Гарри смотрит не мигая, цедит сквозь зубы:

— Когда?

— Ну вообще, хоть раз в жизни?

— С делегацией?

— Какая разница — с делегацией или нет?

— Однажды меня должны были послать в Варшаву.

Он безнадежен.

— Я был уже в Праге, был, — радостно вскидывается Роман. — Там надо осмотреть Старую ратушу, Дворец Бельведер, Национальный музей, Карлов университет...

— Слушайте, зачем нам этот поздний рейс? Полетим ранним и на шесть часов закатимся в Прагу. Погуляем, посмотрим город, посидим в пивных. Когда еще представится такая возможность?! А к братиславскому самолету вернемся в аэропорт.

— И верно, — оживляется Валя. — Чего вам? Кроны в кармане, билеты есть, паспорта оформлены.

Ей, видимо, тоже мало радости — болтаться всю субботу у касс.
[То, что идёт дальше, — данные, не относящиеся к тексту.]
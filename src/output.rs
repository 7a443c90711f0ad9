//! Output formatting utilities for the command line

use colored::Colorize;

/// User-facing messages printed to stdout.
///
/// # Example
///
/// ```rust
/// use chart_repo::output::Output;
///
/// Output::success("Synced 42 charts from stable");
/// Output::warning("2 asset jobs failed");
/// ```
pub struct Output;

impl Output {
    pub fn success(msg: &str) {
        println!("{} {}", "✅".green(), msg);
    }

    pub fn warning(msg: &str) {
        println!("{} {}", "⚠️".yellow(), msg);
    }

    pub fn info(msg: &str) {
        println!("{} {}", "ℹ️".blue(), msg);
    }

    /// Prints data without prefix so it stays parseable.
    pub fn result(msg: &str) {
        println!("{msg}");
    }

    pub fn list_item(msg: &str) {
        println!("  • {msg}");
    }
}

/// Progress updates printed to stderr.
pub struct Progress;

impl Progress {
    pub fn start(operation: &str) {
        eprintln!("{} {}...", "🔄".cyan(), operation);
    }

    pub fn step(msg: &str) {
        eprintln!("  {}", msg.dimmed());
    }
}

/// `repo/chart` style identifier in green
pub fn format_repo(name: &str) -> String {
    name.green().to_string()
}

pub fn format_url(url: &str) -> String {
    url.bright_blue().to_string()
}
Но попутчики мои настороженно качают головами. Пахнет каким-то непорядком, выходом из колеи, нарушением дисциплины. Да и остаться одним, в заграничном городе? На шесть часов без начальства? Как можно? Нет, на такие авантюры они не согласны.

Но меня уже не удержать.

— Валя, дайте мне мой билет. И скажите Борису Николаевичу, чтоб он не волновался. Что я встречу их в пражском аэропорту. И в Братиславу полетим уже вместе. Очень хочется Прагу посмотреть.
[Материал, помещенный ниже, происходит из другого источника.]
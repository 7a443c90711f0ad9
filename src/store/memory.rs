//! In-memory document store backed by `DashMap`

use super::{
    BulkWriteResult, Collection, DocumentStore, Filter, UpdateResult, WriteModel, apply_set,
    as_object, ensure_id, prepare_replacement, upsert_document,
};
use crate::error::{Result, StorageError};
use async_trait::async_trait;
use dashmap::DashMap;
use serde_json::Value;
use std::collections::BTreeMap;
use std::sync::atomic::{AtomicU64, Ordering};

type Documents = BTreeMap<String, Value>;

/// Process-local store used by tests and `--db-type memory` runs.
///
/// Each collection is one map entry, so every operation on a collection,
/// bulk writes included, runs under that entry's lock. Write operations are
/// counted per collection.
#[derive(Debug, Default)]
pub struct MemoryStore {
    collections: DashMap<Collection, Documents>,
    writes: DashMap<Collection, AtomicU64>,
}

impl MemoryStore {
    pub fn new() -> Self {
        Self::default()
    }

    /// Number of mutating operations issued against `collection`.
    pub fn write_count(&self, collection: Collection) -> u64 {
        self.writes
            .get(&collection)
            .map(|c| c.load(Ordering::Relaxed))
            .unwrap_or(0)
    }

    /// Number of documents currently stored in `collection`.
    pub fn len(&self, collection: Collection) -> usize {
        self.collections
            .get(&collection)
            .map(|docs| docs.len())
            .unwrap_or(0)
    }

    pub fn is_empty(&self, collection: Collection) -> bool {
        self.len(collection) == 0
    }

    fn record_write(&self, collection: Collection) {
        self.writes
            .entry(collection)
            .or_default()
            .fetch_add(1, Ordering::Relaxed);
    }

    fn first_match<'a>(docs: &'a Documents, filter: &Filter) -> Option<(&'a String, &'a Value)> {
        if let Some(id) = &filter.id {
            return docs.get_key_value(id).filter(|(_, doc)| filter.matches(doc));
        }
        docs.iter().find(|(_, doc)| filter.matches(doc))
    }

    fn delete_matching(docs: &mut Documents, filter: &Filter) -> u64 {
        let before = docs.len();
        docs.retain(|_, doc| !filter.matches(doc));
        (before - docs.len()) as u64
    }

    fn replace_one(
        docs: &mut Documents,
        filter: &Filter,
        replacement: Value,
        upsert: bool,
        result: &mut BulkWriteResult,
    ) -> std::result::Result<(), StorageError> {
        let existing = Self::first_match(docs, filter).map(|(id, _)| id.clone());
        match existing {
            Some(id) => {
                let (id, doc) = prepare_replacement(replacement, Some(&id), filter)?;
                docs.insert(id, doc);
                result.matched += 1;
            }
            None if upsert => {
                let (id, doc) = prepare_replacement(replacement, None, filter)?;
                docs.insert(id, doc);
                result.upserted += 1;
            }
            None => {}
        }
        Ok(())
    }
}

#[async_trait]
impl DocumentStore for MemoryStore {
    async fn bulk_write(
        &self,
        collection: Collection,
        models: Vec<WriteModel>,
    ) -> Result<BulkWriteResult> {
        self.record_write(collection);
        let mut docs = self.collections.entry(collection).or_default();
        let mut result = BulkWriteResult::default();

        for model in models {
            match model {
                WriteModel::ReplaceOne {
                    filter,
                    replacement,
                    upsert,
                } => Self::replace_one(&mut docs, &filter, replacement, upsert, &mut result)?,
                WriteModel::DeleteMany { filter } => {
                    result.deleted += Self::delete_matching(&mut docs, &filter);
                }
            }
        }

        Ok(result)
    }

    async fn delete_many(&self, collection: Collection, filter: &Filter) -> Result<u64> {
        self.record_write(collection);
        let mut docs = self.collections.entry(collection).or_default();
        Ok(Self::delete_matching(&mut docs, filter))
    }

    async fn find_one(&self, collection: Collection, filter: &Filter) -> Result<Option<Value>> {
        Ok(self
            .collections
            .get(&collection)
            .and_then(|docs| Self::first_match(&docs, filter).map(|(_, doc)| doc.clone())))
    }

    async fn find_many(&self, collection: Collection, filter: &Filter) -> Result<Vec<Value>> {
        Ok(self
            .collections
            .get(&collection)
            .map(|docs| {
                docs.values()
                    .filter(|doc| filter.matches(doc))
                    .cloned()
                    .collect()
            })
            .unwrap_or_default())
    }

    async fn insert_one(&self, collection: Collection, document: Value) -> Result<String> {
        self.record_write(collection);
        let (id, doc) = ensure_id(document)?;
        let mut docs = self.collections.entry(collection).or_default();
        if docs.contains_key(&id) {
            return Err(StorageError::DatabaseError {
                message: format!("duplicate _id {id} in {collection}"),
            }
            .into());
        }
        docs.insert(id.clone(), doc);
        Ok(id)
    }

    async fn update_one(
        &self,
        collection: Collection,
        filter: &Filter,
        set: Value,
        upsert: bool,
    ) -> Result<UpdateResult> {
        self.record_write(collection);
        let set = as_object(set)?;
        let mut docs = self.collections.entry(collection).or_default();

        let existing = Self::first_match(&docs, filter).map(|(id, _)| id.clone());
        if let Some(id) = existing {
            let modified = docs
                .get_mut(&id)
                .map(|doc| apply_set(doc, &set))
                .unwrap_or(false);
            return Ok(UpdateResult {
                matched: 1,
                modified: u64::from(modified),
                upserted_id: None,
            });
        }

        if !upsert {
            return Ok(UpdateResult::default());
        }

        let (id, doc) = upsert_document(filter, &set)?;
        docs.insert(id.clone(), doc);
        Ok(UpdateResult {
            matched: 0,
            modified: 0,
            upserted_id: Some(id),
        })
    }
}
В тот момент, получая билет на самолет у подмигивающей секретарши и кивая ошеломленным попутчикам, я искренне верил, что отрываюсь от своей делегации всего на шесть часов.

Но судьба не дала мне остаться послушным и дисциплинированным членом делегации советских писателей. Оказавшись в Праге, мог ли я не повидать своих друзей Сенокосовых, работавших там в редакции русскоязычного журнала? И переводчица Лида Душкова оказалась в городе и была рада встретиться со мной. С ней и ее другом мы бродили по набережным Влтавы, по Старому городу, сидели в их любимых пивных, слушали музыку в парках. В Братиславу я полетел только два дня спустя, но и там оказался так поздно, что местный Союз писателей был уже закрыт. Что было делать? Я поехал по адресу, данному мне Лидой, к ее лучшей подруге Соне Чеховой — редактору и переводчику, выброшенному после разгрома Пражской весны из всех редакций. Мы проговорили с Соней и ее дочерью до глубокой ночи так, будто знали друг друга и дружили всю жизнь. Так что в Банску-Бистрицу я попал с трехдневным опозданием.